**DATA RECORDS:**

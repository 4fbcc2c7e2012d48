//! Receipt

use std::io;

use rust_decimal::Decimal;
use rusty_money::{Money, iso::Currency};
use tabled::{
    builder::Builder,
    settings::{Alignment, Style, object::Columns},
};
use thiserror::Error;

use crate::{
    cart::Cart,
    pricing::{PricingBreakdown, PricingError, RoundedBreakdown, round_to_money},
    shipping::ShippingMethod,
};

/// Errors that can occur when building or writing a receipt.
#[derive(Debug, Error)]
pub enum ReceiptError {
    /// An amount could not be rounded to minor units.
    #[error(transparent)]
    Pricing(#[from] PricingError),

    /// IO error
    #[error("IO error: {0}")]
    Io(#[from] io::Error),
}

/// A single rounded line on the receipt.
#[derive(Debug, Clone, PartialEq)]
pub struct ReceiptLine {
    /// Product display name
    pub name: String,

    /// Units purchased
    pub quantity: u32,

    /// Unit price
    pub unit_price: Money<'static, Currency>,

    /// Rounded `unit_price * quantity`
    pub line_total: Money<'static, Currency>,
}

/// Presentation of a cart and its breakdown, rounded to minor units.
#[derive(Debug, Clone, PartialEq)]
pub struct Receipt {
    lines: Vec<ReceiptLine>,
    totals: RoundedBreakdown,
    shipping_method: ShippingMethod,
    discount_code: Option<String>,
}

impl Receipt {
    /// Build a receipt from a cart and the breakdown computed for it.
    ///
    /// # Errors
    ///
    /// Returns a [`ReceiptError`] if an amount overflows minor units.
    pub fn new(cart: &Cart<'_>, breakdown: &PricingBreakdown) -> Result<Self, ReceiptError> {
        let currency = cart.currency();

        let lines = cart
            .iter()
            .map(|item| {
                Ok(ReceiptLine {
                    name: item.name().to_string(),
                    quantity: item.quantity(),
                    unit_price: Money::from_minor(item.unit_price().to_minor_units(), currency),
                    line_total: round_to_money(item.line_total(), currency)?,
                })
            })
            .collect::<Result<Vec<_>, PricingError>>()?;

        Ok(Self {
            lines,
            totals: breakdown.rounded()?,
            shipping_method: breakdown.shipping_method(),
            discount_code: breakdown.discount_code().map(str::to_string),
        })
    }

    /// Rounded line items, in cart order.
    pub fn lines(&self) -> &[ReceiptLine] {
        &self.lines
    }

    /// Rounded totals.
    pub fn totals(&self) -> &RoundedBreakdown {
        &self.totals
    }

    /// Writes the receipt as a table followed by the summary.
    ///
    /// # Errors
    ///
    /// Returns an error if the output cannot be written.
    pub fn write_to(&self, mut out: impl io::Write) -> Result<(), ReceiptError> {
        let mut builder = Builder::default();

        builder.push_record(["", "Item", "Qty", "Unit Price", "Line Total"]);

        for (idx, line) in self.lines.iter().enumerate() {
            builder.push_record([
                format!("#{:<3}", idx + 1),
                line.name.clone(),
                line.quantity.to_string(),
                format!("{}", line.unit_price),
                format!("{}", line.line_total),
            ]);
        }

        let mut table = builder.build();
        table.with(Style::modern_rounded());
        table.modify(Columns::new(2..5), Alignment::right());

        writeln!(out, "\n{table}")?;

        self.write_summary(&mut out)?;

        Ok(())
    }

    fn write_summary(&self, out: &mut impl io::Write) -> Result<(), ReceiptError> {
        let discount_label = match &self.discount_code {
            Some(code) => format!("Discount ({code}):"),
            None => "Discount:".to_string(),
        };

        let discount = if self.totals.discount.to_minor_units() == 0 {
            format!("{}", self.totals.discount)
        } else {
            format!("-{}", self.totals.discount)
        };

        let rows = [
            ("Subtotal:".to_string(), format!("{}", self.totals.subtotal)),
            (discount_label, discount),
            (
                format!("Shipping ({}):", self.shipping_method),
                format!("{}", self.totals.shipping_cost),
            ),
            ("Tax:".to_string(), format!("{}", self.totals.tax)),
            ("Total:".to_string(), format!("{}", self.totals.total)),
        ];

        let label_width = rows.iter().map(|(label, _)| label.len()).max().unwrap_or(0);
        let value_width = rows.iter().map(|(_, value)| value.len()).max().unwrap_or(0);

        for (label, value) in rows {
            writeln!(out, " {label:<label_width$}  {value:>value_width$}")?;
        }

        Ok(())
    }

    /// Savings as a fraction of the subtotal, for display.
    pub fn savings_fraction(&self) -> Decimal {
        let subtotal = self.totals.subtotal.to_minor_units();

        if subtotal == 0 {
            return Decimal::ZERO;
        }

        Decimal::from(self.totals.discount.to_minor_units()) / Decimal::from(subtotal)
    }
}

#[cfg(test)]
mod tests {
    use rusty_money::iso::USD;
    use testresult::TestResult;

    use crate::{config::PricingConfig, pricing::compute_breakdown, products::Product};

    use super::*;

    fn cart<'a>() -> Result<Cart<'a>, crate::cart::CartError> {
        Cart::new("alice", USD)
            .add_or_merge_line_item(&Product::new(1, "Kale", Money::from_minor(499, USD)), 2)?
            .add_or_merge_line_item(&Product::new(2, "Honey", Money::from_minor(899, USD)), 1)
    }

    #[test]
    fn lines_follow_cart_order() -> TestResult {
        let cart = cart()?;
        let breakdown = compute_breakdown(&cart, "standard", "", &PricingConfig::default());

        let receipt = Receipt::new(&cart, &breakdown)?;

        let names: Vec<&str> = receipt.lines().iter().map(|line| line.name.as_str()).collect();

        assert_eq!(names, ["Kale", "Honey"]);
        assert_eq!(
            receipt.lines().first().map(|line| line.line_total),
            Some(Money::from_minor(998, USD))
        );

        Ok(())
    }

    #[test]
    fn write_to_renders_items_and_totals() -> TestResult {
        let cart = cart()?;
        let breakdown = compute_breakdown(&cart, "standard", "Organic10", &PricingConfig::default());
        let receipt = Receipt::new(&cart, &breakdown)?;

        let mut out = Vec::new();
        receipt.write_to(&mut out)?;
        let rendered = String::from_utf8(out)?;

        assert!(rendered.contains("Kale"), "missing item row: {rendered}");
        assert!(rendered.contains("Honey"), "missing item row: {rendered}");
        assert!(rendered.contains("Discount (organic10):"), "missing discount: {rendered}");
        assert!(rendered.contains("Shipping (standard):"), "missing shipping: {rendered}");
        assert!(rendered.contains("Total:"), "missing total: {rendered}");

        Ok(())
    }

    #[test]
    fn savings_fraction_is_relative_to_subtotal() -> TestResult {
        let cart = Cart::new("alice", USD)
            .add_or_merge_line_item(&Product::new(1, "Kale", Money::from_minor(1000, USD)), 2)?;
        let breakdown = compute_breakdown(&cart, "standard", "organic10", &PricingConfig::default());

        let receipt = Receipt::new(&cart, &breakdown)?;

        assert_eq!(receipt.savings_fraction(), Decimal::new(25, 2));

        Ok(())
    }
}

**DIRECTIONS FOR THIS TASK:** Could you write out the full data verbatim?

**EXERCISE OUTPUT:**
repository 4fbcc2c7e2012d48
//! Receipt

use std::io;

use rust_decimal::Decimal;
use rusty_money::{Money, iso::Currency};
use tabled::{
    builder::Builder,
    settings::{Alignment, Style, object::Columns},
};
use thiserror::Error;

use crate::{
    cart::Cart,
    pricing::{PricingBreakdown, PricingError, RoundedBreakdown, round_to_money},
    shipping::ShippingMethod,
};

/// Errors that can occur when building or writing a receipt.
#[derive(Debug, Error)]
pub enum ReceiptError {
    /// An amount could not be rounded to minor units.
    #[error(transparent)]
    Pricing(#[from] PricingError),

    /// IO error
    #[error("IO error: {0}")]
    Io(#[from] io::Error),
}

/// A single rounded line on the receipt.
#[derive(Debug, Clone, PartialEq)]
pub struct ReceiptLine {
    /// Product display name
    pub name: String,

    /// Units purchased
    pub quantity: u32,

    /// Unit price
    pub unit_price: Money<'static, Currency>,

    /// Rounded `unit_price * quantity`
    pub line_total: Money<'static, Currency>,
}

/// Presentation of a cart and its breakdown, rounded to minor units.
#[derive(Debug, Clone, PartialEq)]
pub struct Receipt {
    lines: Vec<ReceiptLine>,
    totals: RoundedBreakdown,
    shipping_method: ShippingMethod,
    discount_code: Option<String>,
}

impl Receipt {
    /// Build a receipt from a cart and the breakdown computed for it.
    ///
    /// # Errors
    ///
    /// Returns a [`ReceiptError`] if an amount overflows minor units.
    pub fn new(cart: &Cart<'_>, breakdown: &PricingBreakdown) -> Result<Self, ReceiptError> {
        let currency = cart.currency();

        let lines = cart
            .iter()
            .map(|item| {
                Ok(ReceiptLine {
                    name: item.name().to_string(),
                    quantity: item.quantity(),
                    unit_price: Money::from_minor(item.unit_price().to_minor_units(), currency),
                    line_total: round_to_money(item.line_total(), currency)?,
                })
            })
            .collect::<Result<Vec<_>, PricingError>>()?;

        Ok(Self {
            lines,
            totals: breakdown.rounded()?,
            shipping_method: breakdown.shipping_method(),
            discount_code: breakdown.discount_code().map(str::to_string),
        })
    }

    /// Rounded line items, in cart order.
    pub fn lines(&self) -> &[ReceiptLine] {
        &self.lines
    }

    /// Rounded totals.
    pub fn totals(&self) -> &RoundedBreakdown {
        &self.totals
    }

    /// Writes the receipt as a table followed by the summary.
    ///
    /// # Errors
    ///
    /// Returns an error if the output cannot be written.
    pub fn write_to(&self, mut out: impl io::Write) -> Result<(), ReceiptError> {
        let mut builder = Builder::default();

        builder.push_record(["", "Item", "Qty", "Unit Price", "Line Total"]);

        for (idx, line) in self.lines.iter().enumerate() {
            builder.push_record([
                format!("#{:<3}", idx + 1),
                line.name.clone(),
                line.quantity.to_string(),
                format!("{}", line.unit_price),
                format!("{}", line.line_total),
            ]);
        }

        let mut table = builder.build();
        table.with(Style::modern_rounded());
        table.modify(Columns::new(2..5), Alignment::right());

        writeln!(out, "\n{table}")?;

        self.write_summary(&mut out)?;

        Ok(())
    }

    fn write_summary(&self, out: &mut impl io::Write) -> Result<(), ReceiptError> {
        let discount_label = match &self.discount_code {
            Some(code) => format!("Discount ({code}):"),
            None => "Discount:".to_string(),
        };

        let discount = if self.totals.discount.to_minor_units() == 0 {
            format!("{}", self.totals.discount)
        } else {
            format!("-{}", self.totals.discount)
        };

        let rows = [
            ("Subtotal:".to_string(), format!("{}", self.totals.subtotal)),
            (discount_label, discount),
            (
                format!("Shipping ({}):", self.shipping_method),
                format!("{}", self.totals.shipping_cost),
            ),
            ("Tax:".to_string(), format!("{}", self.totals.tax)),
            ("Total:".to_string(), format!("{}", self.totals.total)),
        ];

        let label_width = rows.iter().map(|(label, _)| label.len()).max().unwrap_or(0);
        let value_width = rows.iter().map(|(_, value)| value.len()).max().unwrap_or(0);

        for (label, value) in rows {
            writeln!(out, " {label:<label_width$}  {value:>value_width$}")?;
        }

        Ok(())
    }

    /// Savings as a fraction of the subtotal, for display.
    pub fn savings_fraction(&self) -> Decimal {
        let subtotal = self.totals.subtotal.to_minor_units();

        if subtotal == 0 {
            return Decimal::ZERO;
        }

        Decimal::from(self.totals.discount.to_minor_units()) / Decimal::from(subtotal)
    }
}

#[cfg(test)]
mod tests {
    use rusty_money::iso::USD;
    use testresult::TestResult;

    use crate::{config::PricingConfig, pricing::compute_breakdown, products::Product};

    use super::*;

    fn cart<'a>() -> Result<Cart<'a>, crate::cart::CartError> {
        Cart::new("alice", USD)
            .add_or_merge_line_item(&Product::new(1, "Kale", Money::from_minor(499, USD)), 2)?
            .add_or_merge_line_item(&Product::new(2, "Honey", Money::from_minor(899, USD)), 1)
    }

    #[test]
    fn lines_follow_cart_order() -> TestResult {
        let cart = cart()?;
        let breakdown = compute_breakdown(&cart, "standard", "", &PricingConfig::default());

        let receipt = Receipt::new(&cart, &breakdown)?;

        let names: Vec<&str> = receipt.lines().iter().map(|line| line.name.as_str()).collect();

        assert_eq!(names, ["Kale", "Honey"]);
        assert_eq!(
            receipt.lines().first().map(|line| line.line_total),
            Some(Money::from_minor(998, USD))
        );

        Ok(())
    }

    #[test]
    fn write_to_renders_items_and_totals() -> TestResult {
        let cart = cart()?;
        let breakdown = compute_breakdown(&cart, "standard", "Organic10", &PricingConfig::default());
        let receipt = Receipt::new(&cart, &breakdown)?;

        let mut out = Vec::new();
        receipt.write_to(&mut out)?;
        let rendered = String::from_utf8(out)?;

        assert!(rendered.contains("Kale"), "missing item row: {rendered}");
        assert!(rendered.contains("Honey"), "missing item row: {rendered}");
        assert!(rendered.contains("Discount (organic10):"), "missing discount: {rendered}");
        assert!(rendered.contains("Shipping (standard):"), "missing shipping: {rendered}");
        assert!(rendered.contains("Total:"), "missing total: {rendered}");

        Ok(())
    }

    #[test]
    fn savings_fraction_is_relative_to_subtotal() -> TestResult {
        let cart = Cart::new("alice", USD)
            .add_or_merge_line_item(&Product::new(1, "Kale", Money::from_minor(1000, USD)), 2)?;
        let breakdown = compute_breakdown(&cart, "standard", "organic10", &PricingConfig::default());

        let receipt = Receipt::new(&cart, &breakdown)?;

        assert_eq!(receipt.savings_fraction(), Decimal::new(25, 2));

        Ok(())
    }
}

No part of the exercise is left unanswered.